What are the possible reasons for urethral PSA varieties after radical prostatectomy?
aUniverzitet u Beogradu, Medicinski fakultet, Klinički centar Srbije
bSerbian Academy of Sciences and Arts - SASA
cInstitute for Radiology, Clinical Center of Serbia, Belgrade
dInstitute for Medical Biochemistry, Clinical Center of Serbia, Belgrade

Abstract

Objective: To examine the possible reasons for great varieties in urethral prostate specific antigen (urPSA) levels, in patients after radical prostatectomy (RP). Materials and methods: In 46 patients with prostate cancer, PSA, urPSA, total testosterone, body-mass index (BMI) and the stage of androgenic alopecia (AGA) were determined. Forty-five patients underwent retropubic RP, while one underwent cystoprostatectomy with orthotopic bladder construction, due to bladder cancer. Results: Average patients age prior to surgery plus or minus standard deviation was 65.2+5.8 years.

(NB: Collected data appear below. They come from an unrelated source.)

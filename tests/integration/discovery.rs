//! Discovery behavior over real directory trees

use rulecheck::discover;

use super::helpers::*;

#[test]
fn test_discovery_is_recursive_and_sorted() {
    let temp = rules_root();
    let root = temp.path();

    write_raw(root, "top.mdc", "t");
    write_raw(root, "nested/deeper/rule.mdc", "n");
    write_raw(root, "nested/other.mdc", "o");

    let sources = discover(root, "mdc").unwrap();
    let identifiers: Vec<_> = sources.iter().map(|s| s.identifier.as_str()).collect();

    assert_eq!(
        identifiers,
        vec!["nested/deeper/rule.mdc", "nested/other.mdc", "top.mdc"]
    );
}

#[test]
fn test_discovery_skips_non_rule_files() {
    let temp = rules_root();
    let root = temp.path();

    write_raw(root, "rule.mdc", "r");
    write_raw(root, "README.md", "readme");
    write_raw(root, "scripts/install.sh", "#!/bin/sh\n");

    let sources = discover(root, "mdc").unwrap();
    assert_eq!(sources.len(), 1);
    assert_eq!(sources[0].identifier, "rule.mdc");
}

#[test]
fn test_discovery_reads_file_contents() {
    let temp = rules_root();
    let root = temp.path();

    write_raw(root, "rule.mdc", "---\ndescription: d\n---\n# Body\n");

    let sources = discover(root, "mdc").unwrap();
    assert!(sources[0].text.starts_with("---\n"));
}

#[test]
fn test_discovery_errors_on_missing_root() {
    let temp = rules_root();
    let missing = temp.path().join("does-not-exist");

    let result = discover(&missing, "mdc");
    assert!(result.is_err());
}
#[test]
fn test_depth_limit_covers_inline_expressions() {
    let evaluator = Evaluator::builder().max_depth(8).build();
    let text = format!("~> {}1{}", "-(".repeat(10), ")".repeat(10));
    let err = evaluator
        .evaluate(&Value::string(text), &mut Environment::new())
        .unwrap_err();
    assert_eq!(err.kind(), &ErrorKind::DepthLimit { limit: 8 });
}

mod proptest_eval {
    use super::*;
    use proptest::prelude::*;

    fn scalar() -> impl Strategy<Value = Value> {
        prop_oneof![
            any::<i64>().prop_map(Value::Integer),
            any::<f64>()
                .prop_filter("NaN never equals itself", |r| !r.is_nan())
                .prop_map(Value::Real),
            any::<bool>().prop_map(Value::Boolean),
            Just(Value::Null),
            "[a-zA-Z0-9 _.,]{0,16}".prop_map(Value::String),
        ]
    }

    fn literal_tree() -> impl Strategy<Value = Value> {
        scalar().prop_recursive(3, 24, 4, |inner| {
            prop_oneof![
                // A leading non-operator element keeps the array a literal
                prop::collection::vec(inner.clone(), 0..4).prop_map(|mut items| {
                    items.insert(0, Value::Integer(0));
                    Value::Array(items)
                }),
                prop::collection::vec(("[x-z][0-9]", inner), 0..4).prop_map(|entries| {
                    let mut hash = Hash::new();
                    for (key, value) in entries {
                        hash.insert(key, value);
                    }
                    Value::Hash(hash)
                }),
            ]
        })
    }

    proptest! {
        #[test]
        fn literals_round_trip(value in literal_tree()) {
            let mut env = Environment::new();
            prop_assert_eq!(evaluate(&value, &mut env), Ok(value));
            prop_assert!(env.is_empty());
        }

        #[test]
        fn integer_addition_matches_checked_add(a in any::<i64>(), b in any::<i64>()) {
            let node = Value::Array(vec![Value::string("+"), Value::Integer(a), Value::Integer(b)]);
            let result = evaluate(&node, &mut Environment::new());
            match a.checked_add(b) {
                Some(sum) => prop_assert_eq!(result, Ok(Value::Integer(sum))),
                None => prop_assert_eq!(result.err().map(|e| e.category()), Some(Category::EvalError)),
            }
        }

        #[test]
        fn references_follow_bindings(name in "[a-z_][a-z0-9_]{0,10}", n in any::<i64>()) {
            let mut env = Environment::new();
            env.set_integer(name.as_str(), n);
            let reference = Value::String(format!("${name}"));
            prop_assert_eq!(evaluate(&reference, &mut env), Ok(Value::Integer(n)));
        }
    }
}
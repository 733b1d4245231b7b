//! Lexical rules shared by the parser and the evaluator.
//!
//! These decide, from the text of a String node alone, whether it is an
//! inline expression, a variable reference or a plain literal. Both crates
//! must agree on this or a document could validate at parse time and then
//! be interpreted differently at evaluation time.

/// Marker that introduces an inline expression.
pub const INLINE_MARKER: &str = "~>";

/// Sigil that introduces a variable reference.
pub const REFERENCE_SIGIL: char = '$';

// Branch form keys
pub const CASE: &str = "case";
pub const DEFAULT: &str = "default";
pub const WHEN: &str = "when";
pub const IF: &str = "if";
pub const THEN: &str = "then";
pub const ELSE: &str = "else";

/// Keys that open a branch form when they come first in a hash.
pub const BRANCH_KEYS: [&str; 3] = [CASE, WHEN, IF];

/// Body of an inline expression, or `None` if `text` is not one.
///
/// The body is a suffix of `text`, so its byte offset in `text` is
/// `text.len() - body.len()`.
pub fn inline_body(text: &str) -> Option<&str> {
    text.trim_start().strip_prefix(INLINE_MARKER)
}

/// Whether `text` is an inline expression.
pub fn is_inline(text: &str) -> bool {
    inline_body(text).is_some()
}

/// `[A-Za-z_][A-Za-z0-9_]*`
pub fn is_identifier(text: &str) -> bool {
    let mut chars = text.chars();
    match chars.next() {
        Some(c) if c.is_ascii_alphabetic() || c == '_' => {}
        _ => return false,
    }
    chars.all(|c| c.is_ascii_alphanumeric() || c == '_')
}

/// Variable named by a `$name` reference, or `None` if `text` is not one.
pub fn reference_name(text: &str) -> Option<&str> {
    text.strip_prefix(REFERENCE_SIGIL)
        .filter(|name| is_identifier(name))
}

/// Variable named by a name operand. The `$` sigil is optional there.
pub fn target_name(text: &str) -> Option<&str> {
    let name = text.strip_prefix(REFERENCE_SIGIL).unwrap_or(text);
    is_identifier(name).then_some(name)
}

/// Whether `key` opens a branch form when it is the first key of a hash.
pub fn is_branch_key(key: &str) -> bool {
    BRANCH_KEYS.contains(&key)
}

Average urPSA was 20.9+47.5 ng/ml (0.05 to 212 ng/ml, median 2.24 ng/ml). With urethral PSA cut-off of 2.0 ng/ml, two groups were formed: A (urPSA < 2.0 ng/ml) and B (urPSA = 2.0 ng/ml). Patients in the group A had significantly lower average AGA score, than the patients from the group B (2.4+1.3 vs. 4.4+2.2, p=0.0003). In addition, patients from the group A had significantly lower postoperative PSA (0.07+0.08 ng/ml vs. 0.14 + 0.06 ng/ml, p=0.0014). Conclusions: The patients with higher urPSA have higher AGA scores and higher postoperative PSA. This phenomenon is probably the consequence of higher local dihydrotestosterone activity in the scalp and PSA-secreting urethral glands.